*** Begin section ***

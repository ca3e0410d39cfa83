use std::str::FromStr;

use thiserror::Error;

#[derive(Debug, Clone, PartialEq, Eq, Error)]
pub enum CastError {
    #[error("cannot cast {input:?} to {target}")]
    Unparseable {
        input: String,
        target: &'static str,
    },
    #[error("variant index {index} out of range, type has {count} variants")]
    IndexOutOfRange { index: usize, count: usize },
}

/// parse input into any FromStr type, normalizing the error. whitespace
/// around the value is tolerated
pub fn cast<T: FromStr>(input: &str) -> Result<T, CastError> {
    input.trim().parse().map_err(|_| CastError::Unparseable {
        input: input.to_owned(),
        target: std::any::type_name::<T>(),
    })
}

/// cast to bool. accepts true/false in any case, or an integer where 0 is
/// false and anything else is true
pub fn cast_bool(input: &str) -> Result<bool, CastError> {
    if let Ok(numeric) = input.trim().parse::<i64>() {
        return Ok(numeric != 0);
    }
    if input.trim().eq_ignore_ascii_case("true") {
        return Ok(true);
    }
    if input.trim().eq_ignore_ascii_case("false") {
        return Ok(false);
    }
    Err(CastError::Unparseable {
        input: input.to_owned(),
        target: "bool",
    })
}

/// enum-like types that can list every value, in declaration order
pub trait Variants: Sized + 'static {
    const ALL: &'static [Self];
}

/// cast to an enum: by name first, then by position in Variants::ALL when
/// the input is an integer instead of a name
pub fn cast_variant<T: FromStr + Variants + Clone>(input: &str) -> Result<T, CastError> {
    if let Ok(parsed) = input.parse::<T>() {
        return Ok(parsed);
    }
    let index = input
        .trim()
        .parse::<usize>()
        .map_err(|_| CastError::Unparseable {
            input: input.to_owned(),
            target: std::any::type_name::<T>(),
        })?;
    T::ALL
        .get(index)
        .cloned()
        .ok_or(CastError::IndexOutOfRange {
            index,
            count: T::ALL.len(),
        })
}
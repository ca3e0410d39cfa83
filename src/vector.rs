use glam::{Vec2, Vec3};

/// projection onto the XY plane
pub fn xy(v: Vec3) -> Vec2 {
    Vec2::new(v.x, v.y)
}

/// lift onto the XY plane, at z = 0
pub fn from_xy(v: Vec2) -> Vec3 {
    v.extend(0.)
}
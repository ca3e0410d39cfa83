/// a handle to a node in a scene hierarchy carrying an active flag.
///
/// implementors are handles in the engine-object sense: cheap to clone, with
/// interior mutability, so set_active takes &self
pub trait ActiveNode: Clone {
    fn set_active(&self, value: bool);
    fn parent(&self) -> Option<Self>;
    fn children(&self) -> Vec<Self>;
}

/// the node and its immediate parent, when it has one
pub fn set_active_with_parent<N: ActiveNode>(node: &N, value: bool) {
    node.set_active(value);
    if let Some(parent) = node.parent() {
        parent.set_active(value);
    }
}

/// the node and its first level children
pub fn set_active_with_children<N: ActiveNode>(node: &N, value: bool) {
    node.set_active(value);
    for child in node.children() {
        child.set_active(value);
    }
}

/// the node and every ancestor up to the root. loops instead of recursing
pub fn set_active_with_ancestors<N: ActiveNode>(node: &N, value: bool) {
    node.set_active(value);
    let mut current = node.parent();
    while let Some(ancestor) = current {
        ancestor.set_active(value);
        current = ancestor.parent();
    }
}

/// the node and its entire subtree. iterative, with an explicit work list
/// instead of recursion
pub fn set_active_with_descendants<N: ActiveNode>(node: &N, value: bool) {
    let mut work_list = vec![node.clone()];
    while let Some(next) = work_list.pop() {
        let stopped = set_active_chain(next, value);
        work_list.extend(stopped.children());
    }
}

/// activates the node, then keeps stepping while there is exactly one child,
/// activating along the way. chains of single children are common (nested
/// wrapper objects), and walking them directly keeps the work list short.
/// returns the node it stopped at: one with zero children or several
fn set_active_chain<N: ActiveNode>(node: N, value: bool) -> N {
    let mut current = node;
    current.set_active(value);
    loop {
        let mut children = current.children();
        if children.len() != 1 {
            return current;
        }
        match children.pop() {
            Some(only) => {
                only.set_active(value);
                current = only;
            }
            None => return current,
        }
    }
}
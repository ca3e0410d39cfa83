use std::time::Duration;

/// an example domain provided by IANA. plain http on purpose - the probe
/// only asks whether anything answers, and skipping tls keeps the client
/// dependency-light
const PROBE_URL: &str = "http://www.example.com";

const PROBE_TIMEOUT: Duration = Duration::from_secs(5);

/// true if an http request to the IANA example domain gets any response.
/// never errors - everything that can go wrong means offline
pub fn internet_available() -> bool {
    internet_available_at(PROBE_URL)
}

/// the same probe against a caller chosen url
pub fn internet_available_at(url: &str) -> bool {
    let client = match reqwest::blocking::Client::builder()
        .timeout(PROBE_TIMEOUT)
        .build()
    {
        Ok(client) => client,
        Err(err) => {
            tracing::debug!("connectivity probe client construction failed: {err}");
            return false;
        }
    };
    match client.get(url).send() {
        Ok(_) => true,
        Err(err) => {
            tracing::debug!("connectivity probe to {url} failed: {err}");
            false
        }
    }
}

#[cfg(test)]
mod tests {
    use super::*;

    // only the failure paths run here. the happy path needs a reachable
    // network, which test environments don't reliably have

    #[test]
    fn malformed_url_is_offline() {
        assert!(!internet_available_at("not a url"));
    }

    #[test]
    fn unreachable_host_is_offline() {
        // port 1 on loopback refuses immediately
        assert!(!internet_available_at("http://127.0.0.1:1"));
    }
}
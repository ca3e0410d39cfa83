//! small self-contained helpers for game scripting: a seeded fisher-yates
//! shuffler, collection and string-casting utilities, a per-frame job
//! budget, activation propagation over a scene hierarchy, and a couple of
//! plane-projection and connectivity odds and ends

pub mod cast;
pub mod collection;
pub mod frame;
pub mod scene;
pub mod shuffle;

// the probe is the only thing in the crate that talks to the outside world,
// and the only reason for the http client dependency
#[cfg(feature = "net")]
pub mod net;

// the projections are in glam's vocabulary. nothing else in the crate needs
// a math crate, so it stays optional
#[cfg(feature = "glam")]
pub mod vector;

*** End section ***

Return the number of lines in the material holding the string "that", and no other text.

3